Keine zusätzlichen Worte. Keine persönliche Nachricht. Nur die förmliche Bestätigung, dass der Weg zur Unterstützung offen blieb und auf die laufende Behandlung abgestimmt war.
Madison starrte auf den Bildschirm.
Dann sperrte sie ihn, ohne zu antworten.
Denn auch Dankbarkeit hatte eine Form, und die hier erforderliche Form war nicht Einmischung.
Zwei Stunden später, schwach, aber gefestigter, verließ sie die Klinik und trat in das grelle Tageslicht hinaus, das den Parkplatz sauberer aussehen ließ, als er war. Ihr Körper trug bereits jene seltsame Schwere nach der Infusion in sich – gleichzeitig besser als zuvor und schlechter als gewöhnlich.

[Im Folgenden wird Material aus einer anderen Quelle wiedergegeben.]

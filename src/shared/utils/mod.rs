pub mod email;
pub mod phone;
pub mod timefmt;
use async_trait::async_trait;
use std::time::Duration;

use crate::domain::ports::TimeService;

/// Production clock backed by the tokio timer. Tests run the same
/// implementation under a paused runtime clock.
pub struct SystemTimeService;

#[async_trait]
impl TimeService for SystemTimeService {
    async fn sleep(&self, duration: Duration) {
        tokio::time::sleep(duration).await;
    }
}
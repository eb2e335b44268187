//! Inference rules for the builtin operator set.
//!
//! Many operators share inference behavior, so there is an M:1 mapping
//! between operator names and rule types. [`register_builtin_ops`] builds
//! the full table.

use std::sync::Arc;

use smallvec::SmallVec;

use crate::registry::{InferenceError, OpRegistry};

pub mod binary;
pub mod layout;
pub mod matmul;
pub mod reduce;
pub mod shape;
pub mod slice;
pub mod unary;

pub use binary::{BinaryOp, VariadicOp, Where};
pub use layout::{Expand, Flatten, Reshape, Squeeze, Transpose, Unsqueeze};
pub use matmul::MatMul;
pub use reduce::ReductionOp;
pub use shape::{Concat, ConstantOfShape, ConstantOp, Range, ShapeOp, Size};
pub use slice::{Gather, Slice};
pub use unary::{Cast, UnaryOp};

/// Resolve an index given as a value in `[-len, len-1]` to a positive index
/// in `[0, len)`, or return None if the index is out of bounds.
pub(crate) fn resolve_index(len: usize, index: i64) -> Option<usize> {
    let len = len.min(i64::MAX as usize) as i64;
    if index < -len || index >= len {
        return None;
    }

    if index >= 0 {
        Some(index as usize)
    } else {
        Some((len + index) as usize)
    }
}

/// Resolve an axis given as a value in `[-ndim, ndim-1]` to the zero-based
/// dimension of a tensor with `ndim` dimensions.
///
/// Negative axis values count backwards from the last dimension.
pub(crate) fn resolve_axis(ndim: usize, axis: i64) -> Result<usize, InferenceError> {
    resolve_index(ndim, axis).ok_or(InferenceError::InvalidValue("axis is out of range"))
}

/// Resolve a sequence of axes values in `[-ndim, ndim-1]` to zero-based
/// dimension indexes in a tensor with `ndim` dimensions.
pub(crate) fn resolve_axes(ndim: usize, axes: &[i64]) -> Result<SmallVec<[usize; 4]>, InferenceError> {
    axes.iter().map(|&axis| resolve_axis(ndim, axis)).collect()
}

/// Register inference rules for the builtin operator set with `reg`.
pub fn register_builtin_ops(reg: &mut OpRegistry) {
    // Elementwise unary operators which preserve the input type.
    let unary = Arc::new(UnaryOp { out_dtype: None });
    for op in [
        "Abs",
        "Acos",
        "Acosh",
        "Asin",
        "Asinh",
        "Atan",
        "Atanh",
        "BitwiseNot",
        "Ceil",
        "Clip",
        "Cos",
        "Cosh",
        "Elu",
        "Erf",
        "Exp",
        "Floor",
        "Gelu",
        "HardSigmoid",
        "HardSwish",
        "Identity",
        "LeakyRelu",
        "Log",
        "Neg",
        "Not",
        "Reciprocal",
        "Relu",
        "Round",
        "Sigmoid",
        "Sign",
        "Sin",
        "Sinh",
        "Softmax",
        "Softplus",
        "Sqrt",
        "Tan",
        "Tanh",
    ] {
        reg.register("", op, 1, unary.clone());
    }

    // Elementwise binary operators with broadcasting.
    let binary = Arc::new(BinaryOp::elementwise());
    for op in ["Add", "Sub", "Mul", "Div", "Mod"] {
        reg.register("", op, 1, binary.clone());
    }
    // Pow allows the exponent to have a different type to the base.
    reg.register("", "Pow", 1, Arc::new(BinaryOp::mixed()));

    // Comparison and logical operators yield booleans.
    let comparison = Arc::new(BinaryOp::comparison());
    for op in [
        "And",
        "Equal",
        "Greater",
        "GreaterOrEqual",
        "Less",
        "LessOrEqual",
        "Or",
        "Xor",
    ] {
        reg.register("", op, 1, comparison.clone());
    }

    let variadic = Arc::new(VariadicOp);
    for op in ["Max", "Mean", "Min", "Sum"] {
        reg.register("", op, 1, variadic.clone());
    }
    reg.register("", "Where", 1, Arc::new(Where));

    let reduction = Arc::new(ReductionOp);
    for op in [
        "ReduceL1",
        "ReduceL2",
        "ReduceLogSum",
        "ReduceLogSumExp",
        "ReduceMax",
        "ReduceMean",
        "ReduceMin",
        "ReduceProd",
        "ReduceSum",
        "ReduceSumSquare",
    ] {
        reg.register("", op, 1, reduction.clone());
    }

    reg.register("", "Cast", 1, Arc::new(Cast));
    reg.register("", "Concat", 1, Arc::new(Concat));
    reg.register("", "Constant", 1, Arc::new(ConstantOp));
    reg.register("", "ConstantOfShape", 9, Arc::new(ConstantOfShape));
    reg.register("", "Expand", 8, Arc::new(Expand));
    reg.register("", "Flatten", 1, Arc::new(Flatten));
    reg.register("", "Gather", 1, Arc::new(Gather));
    reg.register("", "MatMul", 1, Arc::new(MatMul));
    reg.register("", "Range", 11, Arc::new(Range));
    // Reshape takes the target shape as an input from opset 5 onwards.
    // The earlier attribute form is not supported.
    reg.register("", "Reshape", 5, Arc::new(Reshape));
    reg.register("", "Shape", 1, Arc::new(ShapeOp));
    reg.register("", "Size", 1, Arc::new(Size));
    reg.register("", "Slice", 1, Arc::new(Slice));
    reg.register("", "Squeeze", 1, Arc::new(Squeeze));
    reg.register("", "Transpose", 1, Arc::new(Transpose));
    reg.register("", "Unsqueeze", 1, Arc::new(Unsqueeze));
}

#[cfg(test)]
mod tests {
    use super::{resolve_axis, resolve_index};

    #[test]
    fn test_resolve_index() {
        assert_eq!(resolve_index(4, 0), Some(0));
        assert_eq!(resolve_index(4, 3), Some(3));
        assert_eq!(resolve_index(4, -1), Some(3));
        assert_eq!(resolve_index(4, -4), Some(0));
        assert_eq!(resolve_index(4, 4), None);
        assert_eq!(resolve_index(4, -5), None);
        assert_eq!(resolve_index(0, 0), None);
    }

    #[test]
    fn test_resolve_axis() {
        assert_eq!(resolve_axis(3, -1).unwrap(), 2);
        assert!(resolve_axis(3, 3).is_err());
    }
}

Sie setzte sich bei ausgeschaltetem Motor ins Auto und ließ sich von der Stille halten.
Die Behandlung lag wieder im Zeitplan.
Die Unterstützung der Foundation blieb aktiv.
Über den Einspruch war noch nicht entschieden.
Die Rechnungen waren noch immer real.
Nichts war in Ordnung gebracht.
Doch zum ersten Mal seit Tagen war die Klippe einen Zentimeter zurückgewichen.
Und wenn ein Leben auf Rechnungen, Genehmigungen und biologisches Timing reduziert worden war, konnte sich ein Zentimeter sehr nach Rettung anfühlen.